Collected data
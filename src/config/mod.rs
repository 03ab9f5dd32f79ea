//! Node configuration
//!
//! This module contains the configuration the node resolves once at start-up:
//! - Device credentials (DevEUI, AppEUI, keys) and the activation mode they imply
//! - Work interval and application ports
//! - MAC engine set-up options (ADR, sub-band)

/// Device credentials and session state
pub mod device;

pub use device::{DeviceConfig, SessionState};
use heapless::String;

use crate::mac::signal::RssiModel;

/// EUI-64 (8 bytes)
pub type EUI64 = [u8; 8];
/// AES-128 key (16 bytes)
pub type AESKey = [u8; 16];
/// Device address
pub type DevAddr = u32;

/// Default work interval (5 minutes)
pub const DEFAULT_WORK_INTERVAL_SECS: u32 = 300;
/// Application port for counter uplinks
pub const DEFAULT_UPLINK_PORT: u8 = 10;
/// Application port for downlink commands
pub const DEFAULT_COMMAND_PORT: u8 = 100;
/// Opcode of the reset counter command
pub const DEFAULT_RESET_OPCODE: u8 = 0xC0;
/// Simulated sensor acquisition time in milliseconds
pub const DEFAULT_SAMPLE_LATENCY_MS: u16 = 50;
/// Network identifier used for a static ABP session
pub const ABP_NET_ID: u32 = 0x1;
/// Capacity of the device id string
pub const DEVICE_ID_CAPACITY: usize = 32;

/// Highest application port (224..=255 are reserved)
const MAX_APPLICATION_PORT: u8 = 223;

/// How the node obtains its session
#[derive(Debug, Clone, Copy, PartialEq)]
#[cfg_attr(feature = "defmt", derive(defmt::Format))]
pub enum ActivationMode {
    /// Over-the-air activation, must join before uplinks carry meaning
    Otaa,
    /// Activation by personalization, the session is pre-provisioned
    Abp,
}

impl ActivationMode {
    /// Short name used in status output
    pub fn name(&self) -> &'static str {
        match self {
            ActivationMode::Otaa => "OTAA",
            ActivationMode::Abp => "ABP",
        }
    }
}

/// Configuration error
#[derive(Debug, Clone, Copy, PartialEq)]
#[cfg_attr(feature = "defmt", derive(defmt::Format))]
pub enum ConfigError {
    /// Work interval must be at least one second
    ZeroInterval,
    /// Uplink port outside 1..=223
    InvalidUplinkPort(u8),
    /// Command port outside 1..=223
    InvalidCommandPort(u8),
    /// ABP selected but the device address is missing or zero, or a session
    /// key is missing
    MissingAbpSession,
}

/// Node configuration
#[derive(Debug, Clone, PartialEq)]
pub struct NodeConfig {
    /// Device credentials
    pub device: DeviceConfig,
    /// Identifier shown in the status header
    pub device_id: String<DEVICE_ID_CAPACITY>,
    /// Seconds between work ticks
    pub work_interval_secs: u32,
    /// Application port for uplinks
    pub uplink_port: u8,
    /// Application port for downlink commands
    pub command_port: u8,
    /// Opcode of the reset counter command
    pub reset_opcode: u8,
    /// Request confirmed uplinks
    pub confirmed_uplinks: bool,
    /// Enable adaptive data rate (disable for mobile nodes)
    pub adr_enabled: bool,
    /// Sub-band to select on US915/AU915
    pub sub_band: Option<u8>,
    /// Simulated sensor latency in milliseconds
    pub sample_latency_ms: u16,
    /// How raw downlink RSSI is converted to dBm
    pub rssi_model: RssiModel,
}

impl NodeConfig {
    /// Create a configuration with default settings for the given credentials
    pub fn new(device: DeviceConfig) -> Self {
        Self {
            device,
            device_id: String::new(),
            work_interval_secs: DEFAULT_WORK_INTERVAL_SECS,
            uplink_port: DEFAULT_UPLINK_PORT,
            command_port: DEFAULT_COMMAND_PORT,
            reset_opcode: DEFAULT_RESET_OPCODE,
            confirmed_uplinks: false,
            adr_enabled: true,
            sub_band: None,
            sample_latency_ms: DEFAULT_SAMPLE_LATENCY_MS,
            rssi_model: RssiModel::Offset,
        }
    }

    /// Set the device id, truncated to the buffer capacity
    pub fn with_device_id(mut self, id: &str) -> Self {
        self.device_id.clear();
        for c in id.chars() {
            if self.device_id.push(c).is_err() {
                break;
            }
        }
        self
    }

    /// Set the work interval
    pub fn with_work_interval(mut self, secs: u32) -> Self {
        self.work_interval_secs = secs;
        self
    }

    /// Set the uplink port
    pub fn with_uplink_port(mut self, port: u8) -> Self {
        self.uplink_port = port;
        self
    }

    /// Set command port and reset opcode
    pub fn with_reset_command(mut self, port: u8, opcode: u8) -> Self {
        self.command_port = port;
        self.reset_opcode = opcode;
        self
    }

    /// Request confirmed uplinks
    pub fn with_confirmed_uplinks(mut self, confirmed: bool) -> Self {
        self.confirmed_uplinks = confirmed;
        self
    }

    /// Enable or disable ADR
    pub fn with_adr(mut self, enabled: bool) -> Self {
        self.adr_enabled = enabled;
        self
    }

    /// Select a sub-band (US915/AU915)
    pub fn with_sub_band(mut self, sub_band: u8) -> Self {
        self.sub_band = Some(sub_band);
        self
    }

    /// Set the simulated sensor latency
    pub fn with_sample_latency(mut self, ms: u16) -> Self {
        self.sample_latency_ms = ms;
        self
    }

    /// Set the RSSI conversion
    pub fn with_rssi_model(mut self, model: RssiModel) -> Self {
        self.rssi_model = model;
        self
    }

    /// Activation mode, fixed for the life of the node
    pub fn activation_mode(&self) -> ActivationMode {
        self.device.activation_mode()
    }

    /// Check the configuration for values the node cannot run with
    pub fn validate(&self) -> Result<(), ConfigError> {
        if self.work_interval_secs == 0 {
            return Err(ConfigError::ZeroInterval);
        }
        if !is_application_port(self.uplink_port) {
            return Err(ConfigError::InvalidUplinkPort(self.uplink_port));
        }
        if !is_application_port(self.command_port) {
            return Err(ConfigError::InvalidCommandPort(self.command_port));
        }
        if self.activation_mode() == ActivationMode::Abp {
            // Address zero means no session
            match self.device.abp_session() {
                Some((dev_addr, _, _)) if dev_addr != 0 => {}
                _ => return Err(ConfigError::MissingAbpSession),
            }
        }
        Ok(())
    }
}

fn is_application_port(port: u8) -> bool {
    (1..=MAX_APPLICATION_PORT).contains(&port)
}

### Problem description
Set down each line exactly as it appears, starting at the top of the data and ending at the line containing "pub const DEVICE_ID_CAPACITY: usize = 32;", and include no other lines.

### Reply to the exercise
filename src/config/mod.rs
repository 03ab9f5dd32f79ea
//! Node configuration
//!
//! This module contains the configuration the node resolves once at start-up:
//! - Device credentials (DevEUI, AppEUI, keys) and the activation mode they imply
//! - Work interval and application ports
//! - MAC engine set-up options (ADR, sub-band)

/// Device credentials and session state
pub mod device;

pub use device::{DeviceConfig, SessionState};
use heapless::String;

use crate::mac::signal::RssiModel;

/// EUI-64 (8 bytes)
pub type EUI64 = [u8; 8];
/// AES-128 key (16 bytes)
pub type AESKey = [u8; 16];
/// Device address
pub type DevAddr = u32;

/// Default work interval (5 minutes)
pub const DEFAULT_WORK_INTERVAL_SECS: u32 = 300;
/// Application port for counter uplinks
pub const DEFAULT_UPLINK_PORT: u8 = 10;
/// Application port for downlink commands
pub const DEFAULT_COMMAND_PORT: u8 = 100;
/// Opcode of the reset counter command
pub const DEFAULT_RESET_OPCODE: u8 = 0xC0;
/// Simulated sensor acquisition time in milliseconds
pub const DEFAULT_SAMPLE_LATENCY_MS: u16 = 50;
/// Network identifier used for a static ABP session
pub const ABP_NET_ID: u32 = 0x1;
/// Capacity of the device id string
pub const DEVICE_ID_CAPACITY: usize = 32;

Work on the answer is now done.